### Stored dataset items
-- Opening Marker --

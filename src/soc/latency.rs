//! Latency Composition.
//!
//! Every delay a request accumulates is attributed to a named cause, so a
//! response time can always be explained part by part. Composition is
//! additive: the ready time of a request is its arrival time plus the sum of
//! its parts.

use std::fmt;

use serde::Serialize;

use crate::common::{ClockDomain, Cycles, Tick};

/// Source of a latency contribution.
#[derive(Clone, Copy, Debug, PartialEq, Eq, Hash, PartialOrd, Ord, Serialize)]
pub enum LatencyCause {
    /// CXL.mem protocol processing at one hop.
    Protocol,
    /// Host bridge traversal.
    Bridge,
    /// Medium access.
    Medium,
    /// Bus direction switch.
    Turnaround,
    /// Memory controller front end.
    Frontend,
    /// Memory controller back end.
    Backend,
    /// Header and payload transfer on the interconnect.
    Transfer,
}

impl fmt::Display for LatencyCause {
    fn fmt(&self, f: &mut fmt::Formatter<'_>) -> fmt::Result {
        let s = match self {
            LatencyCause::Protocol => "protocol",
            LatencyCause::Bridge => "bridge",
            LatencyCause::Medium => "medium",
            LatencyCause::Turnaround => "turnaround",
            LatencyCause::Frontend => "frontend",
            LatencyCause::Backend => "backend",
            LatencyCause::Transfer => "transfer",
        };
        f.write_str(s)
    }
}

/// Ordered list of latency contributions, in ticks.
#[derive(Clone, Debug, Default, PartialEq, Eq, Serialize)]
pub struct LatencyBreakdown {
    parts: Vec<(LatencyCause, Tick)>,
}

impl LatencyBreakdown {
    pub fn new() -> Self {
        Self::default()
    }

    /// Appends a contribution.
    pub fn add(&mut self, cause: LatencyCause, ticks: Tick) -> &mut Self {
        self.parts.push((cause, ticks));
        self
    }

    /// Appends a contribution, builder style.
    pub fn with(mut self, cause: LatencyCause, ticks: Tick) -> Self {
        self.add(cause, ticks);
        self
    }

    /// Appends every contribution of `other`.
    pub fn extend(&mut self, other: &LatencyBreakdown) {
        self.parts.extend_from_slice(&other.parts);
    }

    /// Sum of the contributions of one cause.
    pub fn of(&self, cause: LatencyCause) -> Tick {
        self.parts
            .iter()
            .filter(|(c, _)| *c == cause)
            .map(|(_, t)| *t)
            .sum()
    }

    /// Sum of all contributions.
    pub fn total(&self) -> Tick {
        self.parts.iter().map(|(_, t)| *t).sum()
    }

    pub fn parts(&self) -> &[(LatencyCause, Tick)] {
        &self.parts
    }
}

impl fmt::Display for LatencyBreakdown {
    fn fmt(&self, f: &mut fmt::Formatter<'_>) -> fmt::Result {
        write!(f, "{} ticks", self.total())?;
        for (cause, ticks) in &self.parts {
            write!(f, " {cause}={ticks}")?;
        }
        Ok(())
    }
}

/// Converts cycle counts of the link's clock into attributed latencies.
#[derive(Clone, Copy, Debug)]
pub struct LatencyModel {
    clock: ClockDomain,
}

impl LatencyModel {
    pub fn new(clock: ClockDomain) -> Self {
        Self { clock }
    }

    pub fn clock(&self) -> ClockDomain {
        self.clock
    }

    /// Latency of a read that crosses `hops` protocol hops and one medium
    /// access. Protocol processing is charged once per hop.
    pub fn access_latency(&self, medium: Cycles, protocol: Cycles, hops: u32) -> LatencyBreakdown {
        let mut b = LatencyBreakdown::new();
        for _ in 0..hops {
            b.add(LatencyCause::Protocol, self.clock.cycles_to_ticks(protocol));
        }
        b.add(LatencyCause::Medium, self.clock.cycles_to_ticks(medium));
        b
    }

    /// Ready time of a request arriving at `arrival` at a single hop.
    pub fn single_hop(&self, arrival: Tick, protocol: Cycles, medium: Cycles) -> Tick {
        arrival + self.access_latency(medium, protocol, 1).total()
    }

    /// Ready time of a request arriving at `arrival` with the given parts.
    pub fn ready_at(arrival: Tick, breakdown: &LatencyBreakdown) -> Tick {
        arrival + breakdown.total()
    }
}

-- Closing Marker --
-- Opening Marker --

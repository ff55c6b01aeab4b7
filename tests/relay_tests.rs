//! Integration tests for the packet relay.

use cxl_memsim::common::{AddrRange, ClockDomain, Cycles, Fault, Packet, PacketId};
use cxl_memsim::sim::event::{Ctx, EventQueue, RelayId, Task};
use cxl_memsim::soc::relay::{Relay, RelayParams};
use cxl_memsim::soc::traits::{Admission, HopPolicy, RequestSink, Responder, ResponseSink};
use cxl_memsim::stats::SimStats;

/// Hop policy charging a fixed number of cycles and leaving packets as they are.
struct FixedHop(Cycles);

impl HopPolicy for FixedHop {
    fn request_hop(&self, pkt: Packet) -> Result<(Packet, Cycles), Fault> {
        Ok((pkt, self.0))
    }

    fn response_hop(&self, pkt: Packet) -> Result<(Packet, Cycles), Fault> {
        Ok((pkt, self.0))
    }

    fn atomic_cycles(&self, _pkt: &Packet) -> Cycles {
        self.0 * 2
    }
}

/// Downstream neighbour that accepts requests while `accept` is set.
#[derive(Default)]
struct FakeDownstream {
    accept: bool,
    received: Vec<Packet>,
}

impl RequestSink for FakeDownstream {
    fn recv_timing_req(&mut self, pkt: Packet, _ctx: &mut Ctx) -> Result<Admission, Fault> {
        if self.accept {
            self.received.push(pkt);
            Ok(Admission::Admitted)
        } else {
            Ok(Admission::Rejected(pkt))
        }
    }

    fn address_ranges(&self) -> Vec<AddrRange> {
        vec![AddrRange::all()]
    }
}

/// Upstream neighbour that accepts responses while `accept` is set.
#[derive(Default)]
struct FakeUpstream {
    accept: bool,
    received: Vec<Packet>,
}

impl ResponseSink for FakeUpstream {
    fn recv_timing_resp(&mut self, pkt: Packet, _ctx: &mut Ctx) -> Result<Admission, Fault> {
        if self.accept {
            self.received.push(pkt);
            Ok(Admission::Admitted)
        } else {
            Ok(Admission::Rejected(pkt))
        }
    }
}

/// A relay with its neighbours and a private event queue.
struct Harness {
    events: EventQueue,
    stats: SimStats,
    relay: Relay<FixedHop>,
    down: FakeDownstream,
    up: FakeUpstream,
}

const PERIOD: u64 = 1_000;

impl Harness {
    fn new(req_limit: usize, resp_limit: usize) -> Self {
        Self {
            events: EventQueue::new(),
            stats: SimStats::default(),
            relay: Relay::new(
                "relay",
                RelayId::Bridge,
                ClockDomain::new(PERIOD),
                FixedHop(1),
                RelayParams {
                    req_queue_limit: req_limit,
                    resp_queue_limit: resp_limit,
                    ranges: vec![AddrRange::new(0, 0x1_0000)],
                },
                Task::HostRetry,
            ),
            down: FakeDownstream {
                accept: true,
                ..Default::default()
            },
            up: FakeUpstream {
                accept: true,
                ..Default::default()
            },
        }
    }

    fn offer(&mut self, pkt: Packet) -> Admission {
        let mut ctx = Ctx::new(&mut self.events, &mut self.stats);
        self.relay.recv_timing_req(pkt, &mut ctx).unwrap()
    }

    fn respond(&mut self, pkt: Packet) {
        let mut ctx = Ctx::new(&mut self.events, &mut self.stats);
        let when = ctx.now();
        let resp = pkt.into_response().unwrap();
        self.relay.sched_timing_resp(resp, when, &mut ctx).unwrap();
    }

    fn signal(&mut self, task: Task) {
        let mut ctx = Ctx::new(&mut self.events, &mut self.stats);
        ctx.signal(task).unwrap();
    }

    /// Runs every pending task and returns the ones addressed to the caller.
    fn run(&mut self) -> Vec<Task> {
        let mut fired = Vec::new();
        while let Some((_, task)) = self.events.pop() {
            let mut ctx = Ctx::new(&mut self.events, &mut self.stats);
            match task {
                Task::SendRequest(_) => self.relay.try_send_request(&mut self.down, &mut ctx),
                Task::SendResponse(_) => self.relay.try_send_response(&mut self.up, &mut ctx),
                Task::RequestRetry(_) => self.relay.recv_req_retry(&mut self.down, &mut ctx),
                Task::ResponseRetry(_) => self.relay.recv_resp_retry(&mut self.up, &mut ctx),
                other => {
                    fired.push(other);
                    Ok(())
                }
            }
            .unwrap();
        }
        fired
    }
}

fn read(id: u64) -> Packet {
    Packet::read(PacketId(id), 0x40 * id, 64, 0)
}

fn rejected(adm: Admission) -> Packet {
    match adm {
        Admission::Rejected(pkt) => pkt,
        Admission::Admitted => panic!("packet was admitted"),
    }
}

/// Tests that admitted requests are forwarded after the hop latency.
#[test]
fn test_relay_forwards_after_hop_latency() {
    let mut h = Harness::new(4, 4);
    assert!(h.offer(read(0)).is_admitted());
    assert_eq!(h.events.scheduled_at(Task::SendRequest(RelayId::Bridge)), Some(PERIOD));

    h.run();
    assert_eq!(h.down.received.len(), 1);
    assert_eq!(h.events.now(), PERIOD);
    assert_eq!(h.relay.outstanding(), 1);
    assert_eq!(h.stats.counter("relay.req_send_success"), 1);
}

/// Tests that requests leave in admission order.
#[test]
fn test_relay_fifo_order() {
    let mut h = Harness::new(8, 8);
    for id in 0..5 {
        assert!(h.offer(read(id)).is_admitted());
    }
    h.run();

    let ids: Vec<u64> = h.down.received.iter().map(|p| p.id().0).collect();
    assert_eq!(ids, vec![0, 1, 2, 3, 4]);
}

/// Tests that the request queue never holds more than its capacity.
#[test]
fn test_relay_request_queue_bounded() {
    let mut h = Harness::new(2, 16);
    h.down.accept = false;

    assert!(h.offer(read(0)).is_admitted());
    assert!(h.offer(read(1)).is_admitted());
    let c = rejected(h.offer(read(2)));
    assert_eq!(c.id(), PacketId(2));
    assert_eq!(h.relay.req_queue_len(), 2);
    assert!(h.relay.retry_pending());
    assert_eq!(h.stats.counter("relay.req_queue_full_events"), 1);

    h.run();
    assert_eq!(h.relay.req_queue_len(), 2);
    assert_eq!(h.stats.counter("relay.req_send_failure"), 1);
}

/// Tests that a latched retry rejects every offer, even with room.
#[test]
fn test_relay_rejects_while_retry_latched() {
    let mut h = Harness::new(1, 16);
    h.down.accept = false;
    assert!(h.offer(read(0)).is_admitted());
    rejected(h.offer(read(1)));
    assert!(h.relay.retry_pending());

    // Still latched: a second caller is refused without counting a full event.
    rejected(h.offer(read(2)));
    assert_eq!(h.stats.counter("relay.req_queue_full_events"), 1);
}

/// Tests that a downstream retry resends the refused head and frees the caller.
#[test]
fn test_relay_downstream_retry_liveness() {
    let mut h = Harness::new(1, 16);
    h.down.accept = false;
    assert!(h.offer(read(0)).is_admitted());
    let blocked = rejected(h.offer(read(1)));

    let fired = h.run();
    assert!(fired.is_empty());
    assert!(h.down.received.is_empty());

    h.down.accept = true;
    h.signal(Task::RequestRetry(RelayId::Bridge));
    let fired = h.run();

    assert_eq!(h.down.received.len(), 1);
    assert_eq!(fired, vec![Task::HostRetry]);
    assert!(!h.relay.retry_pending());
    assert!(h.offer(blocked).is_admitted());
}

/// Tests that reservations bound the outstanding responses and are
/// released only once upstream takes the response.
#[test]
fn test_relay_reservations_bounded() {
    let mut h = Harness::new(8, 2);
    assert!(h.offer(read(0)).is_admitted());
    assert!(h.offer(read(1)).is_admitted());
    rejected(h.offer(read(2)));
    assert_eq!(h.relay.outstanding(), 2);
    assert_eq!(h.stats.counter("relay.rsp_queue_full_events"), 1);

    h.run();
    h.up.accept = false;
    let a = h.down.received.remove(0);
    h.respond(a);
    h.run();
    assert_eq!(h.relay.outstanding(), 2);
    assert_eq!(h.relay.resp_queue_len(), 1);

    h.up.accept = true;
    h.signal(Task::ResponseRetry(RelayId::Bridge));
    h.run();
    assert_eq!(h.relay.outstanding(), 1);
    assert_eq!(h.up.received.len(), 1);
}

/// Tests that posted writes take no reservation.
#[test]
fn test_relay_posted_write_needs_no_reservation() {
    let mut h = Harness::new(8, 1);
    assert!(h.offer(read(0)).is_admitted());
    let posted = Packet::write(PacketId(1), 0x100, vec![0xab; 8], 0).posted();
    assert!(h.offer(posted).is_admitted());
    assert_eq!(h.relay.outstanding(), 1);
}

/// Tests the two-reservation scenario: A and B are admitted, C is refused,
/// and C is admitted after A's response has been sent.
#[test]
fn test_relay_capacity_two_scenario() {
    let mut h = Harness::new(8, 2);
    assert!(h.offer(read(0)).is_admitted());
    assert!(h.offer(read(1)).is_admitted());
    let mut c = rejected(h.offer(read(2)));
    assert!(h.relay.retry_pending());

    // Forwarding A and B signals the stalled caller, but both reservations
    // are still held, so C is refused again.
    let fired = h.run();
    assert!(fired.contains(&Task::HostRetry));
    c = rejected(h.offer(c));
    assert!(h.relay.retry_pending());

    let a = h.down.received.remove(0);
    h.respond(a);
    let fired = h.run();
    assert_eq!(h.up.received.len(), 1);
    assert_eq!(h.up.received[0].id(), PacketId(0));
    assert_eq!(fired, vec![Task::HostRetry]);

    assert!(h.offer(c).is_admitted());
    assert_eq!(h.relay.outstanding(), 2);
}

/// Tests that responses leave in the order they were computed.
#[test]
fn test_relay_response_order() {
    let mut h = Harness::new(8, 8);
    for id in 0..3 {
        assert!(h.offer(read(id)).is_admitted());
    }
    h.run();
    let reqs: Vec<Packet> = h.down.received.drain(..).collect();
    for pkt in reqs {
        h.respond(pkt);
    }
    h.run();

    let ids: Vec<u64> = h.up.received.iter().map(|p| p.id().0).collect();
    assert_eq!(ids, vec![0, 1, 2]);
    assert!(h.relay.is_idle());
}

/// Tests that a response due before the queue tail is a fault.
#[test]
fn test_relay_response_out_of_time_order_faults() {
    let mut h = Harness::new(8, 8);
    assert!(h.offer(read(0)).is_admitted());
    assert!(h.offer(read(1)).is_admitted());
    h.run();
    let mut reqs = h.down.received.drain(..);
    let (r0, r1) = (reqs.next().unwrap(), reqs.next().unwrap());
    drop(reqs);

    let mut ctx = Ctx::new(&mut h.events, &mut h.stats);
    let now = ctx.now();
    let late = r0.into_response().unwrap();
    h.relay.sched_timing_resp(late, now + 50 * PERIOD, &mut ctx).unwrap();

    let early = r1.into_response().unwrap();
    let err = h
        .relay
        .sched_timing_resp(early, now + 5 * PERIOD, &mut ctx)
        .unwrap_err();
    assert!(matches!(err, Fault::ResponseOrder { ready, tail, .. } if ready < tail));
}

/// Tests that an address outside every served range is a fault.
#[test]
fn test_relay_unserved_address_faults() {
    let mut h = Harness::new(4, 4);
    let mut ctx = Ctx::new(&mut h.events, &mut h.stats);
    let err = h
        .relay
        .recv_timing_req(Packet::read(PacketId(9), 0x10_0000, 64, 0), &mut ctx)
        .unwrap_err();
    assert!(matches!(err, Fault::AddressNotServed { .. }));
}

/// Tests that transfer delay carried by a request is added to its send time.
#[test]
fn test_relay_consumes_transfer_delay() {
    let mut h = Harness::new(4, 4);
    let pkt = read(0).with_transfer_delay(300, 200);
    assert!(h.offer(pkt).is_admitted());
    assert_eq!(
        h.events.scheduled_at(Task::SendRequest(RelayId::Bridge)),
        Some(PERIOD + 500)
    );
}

-- Closing Marker --
-- Opening Marker --

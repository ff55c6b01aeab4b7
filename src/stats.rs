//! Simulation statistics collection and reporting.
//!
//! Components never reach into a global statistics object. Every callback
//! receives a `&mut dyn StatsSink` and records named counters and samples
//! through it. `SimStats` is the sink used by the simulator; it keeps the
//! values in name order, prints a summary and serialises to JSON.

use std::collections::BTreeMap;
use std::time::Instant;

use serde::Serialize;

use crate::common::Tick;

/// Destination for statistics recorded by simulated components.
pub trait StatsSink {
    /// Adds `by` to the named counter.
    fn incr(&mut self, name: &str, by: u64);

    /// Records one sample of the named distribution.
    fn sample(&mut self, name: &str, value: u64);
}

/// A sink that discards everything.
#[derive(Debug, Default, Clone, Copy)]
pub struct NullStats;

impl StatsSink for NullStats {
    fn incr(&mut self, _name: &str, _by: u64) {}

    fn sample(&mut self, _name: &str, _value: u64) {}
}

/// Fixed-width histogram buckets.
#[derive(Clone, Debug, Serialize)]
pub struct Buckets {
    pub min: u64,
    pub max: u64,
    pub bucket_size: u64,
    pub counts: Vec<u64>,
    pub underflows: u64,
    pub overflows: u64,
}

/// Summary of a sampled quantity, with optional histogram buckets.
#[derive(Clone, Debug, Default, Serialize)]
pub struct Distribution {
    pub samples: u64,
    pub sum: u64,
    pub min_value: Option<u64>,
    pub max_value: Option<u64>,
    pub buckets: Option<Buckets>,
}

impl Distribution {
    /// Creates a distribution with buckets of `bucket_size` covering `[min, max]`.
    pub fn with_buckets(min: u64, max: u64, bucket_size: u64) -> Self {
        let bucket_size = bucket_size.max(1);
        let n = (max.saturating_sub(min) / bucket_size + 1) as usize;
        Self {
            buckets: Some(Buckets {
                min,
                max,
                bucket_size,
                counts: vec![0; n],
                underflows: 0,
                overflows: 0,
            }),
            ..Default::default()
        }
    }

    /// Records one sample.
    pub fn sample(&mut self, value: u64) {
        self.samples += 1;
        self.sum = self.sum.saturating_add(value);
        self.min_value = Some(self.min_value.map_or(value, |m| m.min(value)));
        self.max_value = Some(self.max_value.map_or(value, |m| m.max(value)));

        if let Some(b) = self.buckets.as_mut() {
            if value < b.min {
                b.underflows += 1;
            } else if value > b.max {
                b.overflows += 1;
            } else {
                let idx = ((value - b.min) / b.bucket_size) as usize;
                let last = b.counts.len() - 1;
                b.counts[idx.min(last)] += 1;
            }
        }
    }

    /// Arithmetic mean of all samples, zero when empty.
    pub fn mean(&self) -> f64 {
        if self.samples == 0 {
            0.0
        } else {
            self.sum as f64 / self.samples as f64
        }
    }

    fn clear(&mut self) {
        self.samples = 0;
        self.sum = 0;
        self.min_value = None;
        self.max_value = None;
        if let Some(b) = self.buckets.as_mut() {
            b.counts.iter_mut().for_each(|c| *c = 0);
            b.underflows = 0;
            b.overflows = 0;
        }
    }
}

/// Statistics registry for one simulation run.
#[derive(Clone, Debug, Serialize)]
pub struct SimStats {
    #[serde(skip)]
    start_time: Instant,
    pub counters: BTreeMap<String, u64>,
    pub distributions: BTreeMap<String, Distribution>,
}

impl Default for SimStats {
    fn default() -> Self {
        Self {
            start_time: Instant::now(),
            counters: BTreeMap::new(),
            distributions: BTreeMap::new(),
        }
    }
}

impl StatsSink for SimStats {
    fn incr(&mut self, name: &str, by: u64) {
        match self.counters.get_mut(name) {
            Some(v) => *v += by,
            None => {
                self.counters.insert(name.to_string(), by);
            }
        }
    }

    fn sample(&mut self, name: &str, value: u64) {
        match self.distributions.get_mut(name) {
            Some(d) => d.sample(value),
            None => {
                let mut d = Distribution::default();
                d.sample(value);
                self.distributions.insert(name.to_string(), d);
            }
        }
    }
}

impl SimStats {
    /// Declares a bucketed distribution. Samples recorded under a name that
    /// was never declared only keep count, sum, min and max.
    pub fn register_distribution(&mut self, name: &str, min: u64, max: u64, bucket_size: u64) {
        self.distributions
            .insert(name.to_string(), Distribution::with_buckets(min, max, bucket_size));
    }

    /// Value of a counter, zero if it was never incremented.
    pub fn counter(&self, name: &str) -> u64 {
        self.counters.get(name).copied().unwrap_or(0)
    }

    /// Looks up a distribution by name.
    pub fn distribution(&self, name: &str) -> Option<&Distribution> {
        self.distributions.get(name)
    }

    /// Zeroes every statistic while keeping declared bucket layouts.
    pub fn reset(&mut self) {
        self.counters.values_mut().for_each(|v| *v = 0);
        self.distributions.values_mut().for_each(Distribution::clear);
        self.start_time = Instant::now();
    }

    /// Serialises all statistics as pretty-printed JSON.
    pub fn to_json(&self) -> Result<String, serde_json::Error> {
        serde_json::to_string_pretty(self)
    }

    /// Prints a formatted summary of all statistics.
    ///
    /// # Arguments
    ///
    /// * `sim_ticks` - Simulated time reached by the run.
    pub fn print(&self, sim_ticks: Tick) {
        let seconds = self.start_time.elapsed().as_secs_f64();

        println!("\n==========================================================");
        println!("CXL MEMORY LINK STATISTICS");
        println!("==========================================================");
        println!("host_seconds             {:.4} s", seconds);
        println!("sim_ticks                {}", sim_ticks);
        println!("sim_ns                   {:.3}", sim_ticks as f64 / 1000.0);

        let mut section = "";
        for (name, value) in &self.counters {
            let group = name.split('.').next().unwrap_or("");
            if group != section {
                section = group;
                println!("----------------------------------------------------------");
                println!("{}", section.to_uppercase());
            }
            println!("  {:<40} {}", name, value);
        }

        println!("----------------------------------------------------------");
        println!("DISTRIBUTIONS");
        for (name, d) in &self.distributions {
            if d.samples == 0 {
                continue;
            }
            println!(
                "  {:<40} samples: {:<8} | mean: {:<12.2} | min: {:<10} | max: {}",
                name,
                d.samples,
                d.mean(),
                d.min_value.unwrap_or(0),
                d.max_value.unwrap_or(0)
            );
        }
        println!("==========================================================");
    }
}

-- Closing Marker --

### About this task
Tally the lines above that include "common", and reply with only the tally.

### Answer
3